#### DATA TO USE ####
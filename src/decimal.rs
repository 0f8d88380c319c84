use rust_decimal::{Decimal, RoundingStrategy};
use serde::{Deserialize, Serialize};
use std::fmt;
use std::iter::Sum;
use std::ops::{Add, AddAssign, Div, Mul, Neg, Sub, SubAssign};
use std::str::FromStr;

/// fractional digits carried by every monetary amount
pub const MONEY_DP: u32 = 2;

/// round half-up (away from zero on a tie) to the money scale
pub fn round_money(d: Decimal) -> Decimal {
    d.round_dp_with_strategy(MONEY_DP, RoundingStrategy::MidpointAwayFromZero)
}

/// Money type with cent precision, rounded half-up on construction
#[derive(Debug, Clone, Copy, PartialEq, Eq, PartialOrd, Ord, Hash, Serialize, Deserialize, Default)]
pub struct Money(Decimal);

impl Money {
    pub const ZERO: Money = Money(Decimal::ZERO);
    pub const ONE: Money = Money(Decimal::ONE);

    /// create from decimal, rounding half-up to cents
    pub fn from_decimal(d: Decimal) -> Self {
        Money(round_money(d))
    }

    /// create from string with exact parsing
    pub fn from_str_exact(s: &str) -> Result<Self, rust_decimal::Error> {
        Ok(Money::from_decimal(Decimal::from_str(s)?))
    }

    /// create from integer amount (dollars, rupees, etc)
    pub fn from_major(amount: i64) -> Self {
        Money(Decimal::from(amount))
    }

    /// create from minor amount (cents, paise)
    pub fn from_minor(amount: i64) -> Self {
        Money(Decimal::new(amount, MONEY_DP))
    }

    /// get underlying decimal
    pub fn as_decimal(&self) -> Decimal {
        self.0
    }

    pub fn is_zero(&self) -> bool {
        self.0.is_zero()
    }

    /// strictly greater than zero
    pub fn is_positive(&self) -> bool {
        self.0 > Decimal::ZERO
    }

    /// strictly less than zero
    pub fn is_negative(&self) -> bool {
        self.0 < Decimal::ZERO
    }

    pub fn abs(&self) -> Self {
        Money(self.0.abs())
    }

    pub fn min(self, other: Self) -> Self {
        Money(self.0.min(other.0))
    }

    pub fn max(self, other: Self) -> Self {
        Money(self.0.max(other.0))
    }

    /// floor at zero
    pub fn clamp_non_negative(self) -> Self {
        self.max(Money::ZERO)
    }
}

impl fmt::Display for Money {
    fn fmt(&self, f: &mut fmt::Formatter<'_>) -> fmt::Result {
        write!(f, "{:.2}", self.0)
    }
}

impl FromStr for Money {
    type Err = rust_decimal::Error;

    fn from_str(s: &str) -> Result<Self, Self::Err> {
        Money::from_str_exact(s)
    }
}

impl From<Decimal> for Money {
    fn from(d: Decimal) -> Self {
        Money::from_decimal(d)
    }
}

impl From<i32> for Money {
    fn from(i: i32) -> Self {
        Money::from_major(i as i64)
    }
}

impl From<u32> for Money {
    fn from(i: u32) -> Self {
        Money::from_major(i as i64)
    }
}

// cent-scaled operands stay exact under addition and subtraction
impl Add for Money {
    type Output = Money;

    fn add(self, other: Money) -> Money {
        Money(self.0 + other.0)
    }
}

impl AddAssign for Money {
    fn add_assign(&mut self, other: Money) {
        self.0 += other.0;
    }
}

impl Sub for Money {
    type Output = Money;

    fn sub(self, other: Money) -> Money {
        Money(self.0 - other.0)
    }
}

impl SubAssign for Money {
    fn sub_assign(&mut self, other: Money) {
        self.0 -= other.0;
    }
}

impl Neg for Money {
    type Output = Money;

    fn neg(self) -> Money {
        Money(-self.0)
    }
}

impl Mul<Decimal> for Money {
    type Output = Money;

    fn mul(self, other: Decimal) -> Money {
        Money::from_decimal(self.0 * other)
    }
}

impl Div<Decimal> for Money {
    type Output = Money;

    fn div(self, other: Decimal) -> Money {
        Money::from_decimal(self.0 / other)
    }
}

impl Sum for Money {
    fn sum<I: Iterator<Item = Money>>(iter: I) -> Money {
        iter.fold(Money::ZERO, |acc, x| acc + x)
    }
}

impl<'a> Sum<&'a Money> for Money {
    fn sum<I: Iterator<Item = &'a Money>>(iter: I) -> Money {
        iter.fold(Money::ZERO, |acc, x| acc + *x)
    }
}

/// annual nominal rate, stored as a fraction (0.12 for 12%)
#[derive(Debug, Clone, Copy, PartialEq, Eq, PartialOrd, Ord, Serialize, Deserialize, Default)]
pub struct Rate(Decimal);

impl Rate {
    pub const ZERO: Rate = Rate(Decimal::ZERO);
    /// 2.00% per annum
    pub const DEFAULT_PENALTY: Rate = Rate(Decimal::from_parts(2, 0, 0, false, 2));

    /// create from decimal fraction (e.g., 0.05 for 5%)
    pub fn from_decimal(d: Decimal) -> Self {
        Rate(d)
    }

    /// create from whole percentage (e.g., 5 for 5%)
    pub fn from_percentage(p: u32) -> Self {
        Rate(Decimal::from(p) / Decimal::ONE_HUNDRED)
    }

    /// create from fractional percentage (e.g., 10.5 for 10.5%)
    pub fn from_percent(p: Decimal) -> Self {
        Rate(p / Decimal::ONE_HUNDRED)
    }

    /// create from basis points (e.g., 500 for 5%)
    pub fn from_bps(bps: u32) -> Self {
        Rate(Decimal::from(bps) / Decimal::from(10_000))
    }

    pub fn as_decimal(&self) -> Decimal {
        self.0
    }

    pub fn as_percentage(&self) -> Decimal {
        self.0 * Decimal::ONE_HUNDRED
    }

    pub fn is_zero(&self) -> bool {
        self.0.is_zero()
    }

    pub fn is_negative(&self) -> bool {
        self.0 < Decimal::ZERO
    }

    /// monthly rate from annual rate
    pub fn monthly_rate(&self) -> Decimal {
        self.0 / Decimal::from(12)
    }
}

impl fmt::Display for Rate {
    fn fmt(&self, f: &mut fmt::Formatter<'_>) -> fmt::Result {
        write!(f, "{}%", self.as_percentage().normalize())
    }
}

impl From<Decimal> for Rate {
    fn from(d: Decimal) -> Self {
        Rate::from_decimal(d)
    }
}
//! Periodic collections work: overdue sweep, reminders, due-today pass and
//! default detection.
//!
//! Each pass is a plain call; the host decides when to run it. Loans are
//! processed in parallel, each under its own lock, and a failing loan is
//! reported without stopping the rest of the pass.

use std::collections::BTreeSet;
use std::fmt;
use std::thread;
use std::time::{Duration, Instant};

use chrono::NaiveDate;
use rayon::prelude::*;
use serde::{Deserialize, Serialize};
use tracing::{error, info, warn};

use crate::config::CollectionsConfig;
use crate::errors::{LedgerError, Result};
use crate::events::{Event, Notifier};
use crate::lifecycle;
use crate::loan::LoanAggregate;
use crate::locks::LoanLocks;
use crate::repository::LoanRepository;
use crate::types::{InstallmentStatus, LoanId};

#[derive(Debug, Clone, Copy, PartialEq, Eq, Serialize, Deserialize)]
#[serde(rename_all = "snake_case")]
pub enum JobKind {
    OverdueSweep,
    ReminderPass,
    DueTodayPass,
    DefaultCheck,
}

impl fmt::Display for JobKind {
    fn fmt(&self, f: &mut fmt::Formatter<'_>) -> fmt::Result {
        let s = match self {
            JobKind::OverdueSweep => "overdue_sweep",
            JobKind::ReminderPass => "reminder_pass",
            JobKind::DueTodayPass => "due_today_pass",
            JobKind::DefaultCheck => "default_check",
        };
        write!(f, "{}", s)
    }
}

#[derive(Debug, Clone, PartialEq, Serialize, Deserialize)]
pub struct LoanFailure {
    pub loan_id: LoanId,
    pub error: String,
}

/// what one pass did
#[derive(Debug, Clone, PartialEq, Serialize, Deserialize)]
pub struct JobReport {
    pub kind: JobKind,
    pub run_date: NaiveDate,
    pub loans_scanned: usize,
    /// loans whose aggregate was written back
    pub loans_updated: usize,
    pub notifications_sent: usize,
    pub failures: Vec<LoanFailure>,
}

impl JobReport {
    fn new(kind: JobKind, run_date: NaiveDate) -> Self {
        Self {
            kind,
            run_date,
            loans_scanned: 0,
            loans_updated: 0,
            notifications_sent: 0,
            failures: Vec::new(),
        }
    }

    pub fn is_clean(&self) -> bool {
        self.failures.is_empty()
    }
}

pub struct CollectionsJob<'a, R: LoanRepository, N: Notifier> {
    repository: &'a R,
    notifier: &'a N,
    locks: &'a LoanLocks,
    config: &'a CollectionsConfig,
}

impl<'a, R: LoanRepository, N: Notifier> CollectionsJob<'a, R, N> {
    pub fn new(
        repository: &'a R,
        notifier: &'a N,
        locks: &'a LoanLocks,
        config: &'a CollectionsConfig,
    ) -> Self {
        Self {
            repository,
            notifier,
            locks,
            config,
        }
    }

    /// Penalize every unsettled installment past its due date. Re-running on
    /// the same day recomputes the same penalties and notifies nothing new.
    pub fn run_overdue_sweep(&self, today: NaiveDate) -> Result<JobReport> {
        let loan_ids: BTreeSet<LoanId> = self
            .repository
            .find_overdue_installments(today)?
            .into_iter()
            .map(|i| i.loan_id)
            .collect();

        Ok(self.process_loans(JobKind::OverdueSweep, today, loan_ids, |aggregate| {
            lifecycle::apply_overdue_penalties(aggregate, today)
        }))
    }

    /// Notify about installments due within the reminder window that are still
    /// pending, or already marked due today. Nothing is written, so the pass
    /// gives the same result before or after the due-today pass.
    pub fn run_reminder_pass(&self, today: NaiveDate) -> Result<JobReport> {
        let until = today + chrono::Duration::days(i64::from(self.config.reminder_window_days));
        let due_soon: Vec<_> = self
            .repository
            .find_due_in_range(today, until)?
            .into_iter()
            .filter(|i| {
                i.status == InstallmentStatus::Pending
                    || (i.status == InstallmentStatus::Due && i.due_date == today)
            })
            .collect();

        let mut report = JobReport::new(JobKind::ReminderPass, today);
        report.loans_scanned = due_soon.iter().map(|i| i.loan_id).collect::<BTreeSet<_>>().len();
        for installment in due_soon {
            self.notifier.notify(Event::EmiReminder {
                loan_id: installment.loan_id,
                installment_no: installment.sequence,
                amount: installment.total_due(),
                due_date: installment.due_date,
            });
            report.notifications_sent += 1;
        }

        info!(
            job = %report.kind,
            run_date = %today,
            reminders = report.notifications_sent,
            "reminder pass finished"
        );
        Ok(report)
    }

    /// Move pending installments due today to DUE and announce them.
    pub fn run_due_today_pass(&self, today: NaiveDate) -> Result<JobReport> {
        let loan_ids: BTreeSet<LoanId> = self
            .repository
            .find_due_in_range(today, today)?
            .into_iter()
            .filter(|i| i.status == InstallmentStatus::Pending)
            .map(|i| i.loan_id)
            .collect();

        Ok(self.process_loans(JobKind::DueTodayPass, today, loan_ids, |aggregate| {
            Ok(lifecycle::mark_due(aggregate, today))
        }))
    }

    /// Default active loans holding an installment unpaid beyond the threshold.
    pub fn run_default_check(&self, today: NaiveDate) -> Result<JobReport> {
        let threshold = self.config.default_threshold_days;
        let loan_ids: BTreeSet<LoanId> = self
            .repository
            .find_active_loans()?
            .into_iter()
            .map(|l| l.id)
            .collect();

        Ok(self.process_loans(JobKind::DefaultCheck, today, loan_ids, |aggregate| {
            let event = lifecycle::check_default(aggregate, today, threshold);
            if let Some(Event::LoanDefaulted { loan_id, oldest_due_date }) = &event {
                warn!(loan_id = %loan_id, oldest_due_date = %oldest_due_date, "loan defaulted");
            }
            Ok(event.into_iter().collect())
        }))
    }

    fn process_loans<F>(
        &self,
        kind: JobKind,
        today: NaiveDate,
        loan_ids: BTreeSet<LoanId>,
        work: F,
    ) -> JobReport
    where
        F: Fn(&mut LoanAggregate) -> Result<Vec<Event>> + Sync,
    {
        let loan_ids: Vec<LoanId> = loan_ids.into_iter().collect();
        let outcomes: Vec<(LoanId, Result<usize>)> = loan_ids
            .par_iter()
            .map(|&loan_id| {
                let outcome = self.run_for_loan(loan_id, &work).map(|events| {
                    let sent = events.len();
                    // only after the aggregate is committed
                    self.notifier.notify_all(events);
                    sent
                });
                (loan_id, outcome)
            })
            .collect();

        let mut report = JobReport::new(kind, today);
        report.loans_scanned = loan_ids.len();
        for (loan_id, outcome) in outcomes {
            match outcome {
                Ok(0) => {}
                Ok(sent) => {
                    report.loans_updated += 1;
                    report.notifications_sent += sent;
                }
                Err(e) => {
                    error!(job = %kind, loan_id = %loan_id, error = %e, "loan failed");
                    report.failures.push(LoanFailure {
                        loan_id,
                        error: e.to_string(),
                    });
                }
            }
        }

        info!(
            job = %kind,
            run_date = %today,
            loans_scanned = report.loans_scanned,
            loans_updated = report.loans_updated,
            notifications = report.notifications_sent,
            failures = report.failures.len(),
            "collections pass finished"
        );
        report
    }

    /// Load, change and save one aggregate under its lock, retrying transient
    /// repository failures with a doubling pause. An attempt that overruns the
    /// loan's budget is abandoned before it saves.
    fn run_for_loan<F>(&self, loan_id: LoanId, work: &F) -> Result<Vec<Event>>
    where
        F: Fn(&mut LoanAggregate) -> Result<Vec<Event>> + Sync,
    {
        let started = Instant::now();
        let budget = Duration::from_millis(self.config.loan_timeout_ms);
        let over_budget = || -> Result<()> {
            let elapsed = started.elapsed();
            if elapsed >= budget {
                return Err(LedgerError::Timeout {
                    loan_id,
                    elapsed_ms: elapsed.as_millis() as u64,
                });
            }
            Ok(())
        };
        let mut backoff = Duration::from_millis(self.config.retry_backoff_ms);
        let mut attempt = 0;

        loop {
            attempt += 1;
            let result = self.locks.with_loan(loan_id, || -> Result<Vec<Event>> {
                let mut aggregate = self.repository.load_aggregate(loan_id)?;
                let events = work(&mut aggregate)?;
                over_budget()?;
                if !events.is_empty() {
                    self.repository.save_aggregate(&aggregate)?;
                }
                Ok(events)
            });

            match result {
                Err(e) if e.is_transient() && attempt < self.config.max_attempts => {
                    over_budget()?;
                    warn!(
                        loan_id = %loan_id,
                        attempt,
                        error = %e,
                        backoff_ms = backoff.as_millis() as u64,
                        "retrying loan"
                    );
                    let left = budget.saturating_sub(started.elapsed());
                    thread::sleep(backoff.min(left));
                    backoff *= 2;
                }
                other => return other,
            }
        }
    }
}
####
#### DATA TO USE ####
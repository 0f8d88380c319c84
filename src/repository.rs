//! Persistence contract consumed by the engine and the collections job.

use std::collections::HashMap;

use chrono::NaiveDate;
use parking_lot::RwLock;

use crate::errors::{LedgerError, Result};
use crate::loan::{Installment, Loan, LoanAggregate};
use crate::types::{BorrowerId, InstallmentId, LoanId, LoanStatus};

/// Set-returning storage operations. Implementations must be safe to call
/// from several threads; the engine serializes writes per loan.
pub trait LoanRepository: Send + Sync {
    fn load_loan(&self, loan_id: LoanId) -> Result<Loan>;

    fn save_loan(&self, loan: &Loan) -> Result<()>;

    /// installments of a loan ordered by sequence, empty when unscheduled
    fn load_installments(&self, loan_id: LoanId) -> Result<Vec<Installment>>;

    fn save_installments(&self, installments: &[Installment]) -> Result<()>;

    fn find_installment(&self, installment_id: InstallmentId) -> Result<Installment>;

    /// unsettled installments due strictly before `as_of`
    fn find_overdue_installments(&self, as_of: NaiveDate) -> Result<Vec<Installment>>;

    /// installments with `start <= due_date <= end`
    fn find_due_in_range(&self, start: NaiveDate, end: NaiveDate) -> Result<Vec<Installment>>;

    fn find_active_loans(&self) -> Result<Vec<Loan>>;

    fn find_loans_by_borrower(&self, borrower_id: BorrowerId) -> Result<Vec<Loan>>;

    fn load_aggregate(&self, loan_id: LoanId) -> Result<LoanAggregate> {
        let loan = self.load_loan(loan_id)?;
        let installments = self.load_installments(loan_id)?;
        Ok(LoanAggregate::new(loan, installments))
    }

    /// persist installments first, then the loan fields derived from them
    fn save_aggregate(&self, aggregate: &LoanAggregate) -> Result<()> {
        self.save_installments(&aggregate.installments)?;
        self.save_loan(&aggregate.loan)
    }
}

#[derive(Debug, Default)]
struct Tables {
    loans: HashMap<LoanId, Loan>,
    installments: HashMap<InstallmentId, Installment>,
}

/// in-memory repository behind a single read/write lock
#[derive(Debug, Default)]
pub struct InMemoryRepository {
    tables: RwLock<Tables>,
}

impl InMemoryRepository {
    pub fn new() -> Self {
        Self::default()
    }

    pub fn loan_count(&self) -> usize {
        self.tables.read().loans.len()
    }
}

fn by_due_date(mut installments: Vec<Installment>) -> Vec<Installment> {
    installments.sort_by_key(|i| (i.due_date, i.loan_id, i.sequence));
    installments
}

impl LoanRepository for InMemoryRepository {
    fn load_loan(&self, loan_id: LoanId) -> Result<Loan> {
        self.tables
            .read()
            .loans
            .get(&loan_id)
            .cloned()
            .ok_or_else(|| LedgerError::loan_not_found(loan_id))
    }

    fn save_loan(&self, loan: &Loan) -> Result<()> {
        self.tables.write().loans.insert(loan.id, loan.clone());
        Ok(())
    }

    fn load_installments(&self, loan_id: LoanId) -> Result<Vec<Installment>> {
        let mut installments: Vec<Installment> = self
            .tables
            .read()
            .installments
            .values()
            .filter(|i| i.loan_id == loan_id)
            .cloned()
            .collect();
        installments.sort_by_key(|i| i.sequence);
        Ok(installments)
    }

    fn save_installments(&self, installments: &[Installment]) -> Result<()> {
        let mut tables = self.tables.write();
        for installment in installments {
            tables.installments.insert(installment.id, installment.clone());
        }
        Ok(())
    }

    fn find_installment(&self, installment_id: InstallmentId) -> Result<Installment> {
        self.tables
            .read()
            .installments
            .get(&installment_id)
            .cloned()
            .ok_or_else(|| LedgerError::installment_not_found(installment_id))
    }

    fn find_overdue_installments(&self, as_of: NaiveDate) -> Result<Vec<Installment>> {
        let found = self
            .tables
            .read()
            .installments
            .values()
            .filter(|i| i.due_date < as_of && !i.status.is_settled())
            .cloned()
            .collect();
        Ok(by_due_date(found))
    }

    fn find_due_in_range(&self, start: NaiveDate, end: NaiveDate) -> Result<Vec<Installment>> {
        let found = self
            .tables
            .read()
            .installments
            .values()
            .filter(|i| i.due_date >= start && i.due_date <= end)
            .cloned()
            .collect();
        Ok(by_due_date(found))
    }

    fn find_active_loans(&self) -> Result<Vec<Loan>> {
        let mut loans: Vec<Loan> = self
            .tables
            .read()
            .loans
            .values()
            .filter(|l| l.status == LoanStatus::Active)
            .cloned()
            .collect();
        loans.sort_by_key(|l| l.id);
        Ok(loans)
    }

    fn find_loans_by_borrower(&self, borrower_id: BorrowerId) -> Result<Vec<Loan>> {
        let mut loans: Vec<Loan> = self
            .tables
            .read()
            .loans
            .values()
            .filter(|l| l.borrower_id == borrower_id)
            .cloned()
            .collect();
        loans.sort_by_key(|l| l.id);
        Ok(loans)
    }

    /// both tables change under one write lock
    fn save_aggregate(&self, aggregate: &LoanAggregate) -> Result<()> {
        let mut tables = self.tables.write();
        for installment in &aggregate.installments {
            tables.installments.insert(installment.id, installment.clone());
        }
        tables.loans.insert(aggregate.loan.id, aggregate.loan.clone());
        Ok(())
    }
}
####
WORK REQUEST: Working from the material above, retype exactly the lines from the one with "filename src/decimal.rs" through the one with "the money scale", both included, and only those lines.

ANSWER SPACE:
filename src/decimal.rs
repository 0f8d88380c319c84
use rust_decimal::{Decimal, RoundingStrategy};
use serde::{Deserialize, Serialize};
use std::fmt;
use std::iter::Sum;
use std::ops::{Add, AddAssign, Div, Mul, Neg, Sub, SubAssign};
use std::str::FromStr;

/// fractional digits carried by every monetary amount
pub const MONEY_DP: u32 = 2;

/// round half-up (away from zero on a tie) to the money scale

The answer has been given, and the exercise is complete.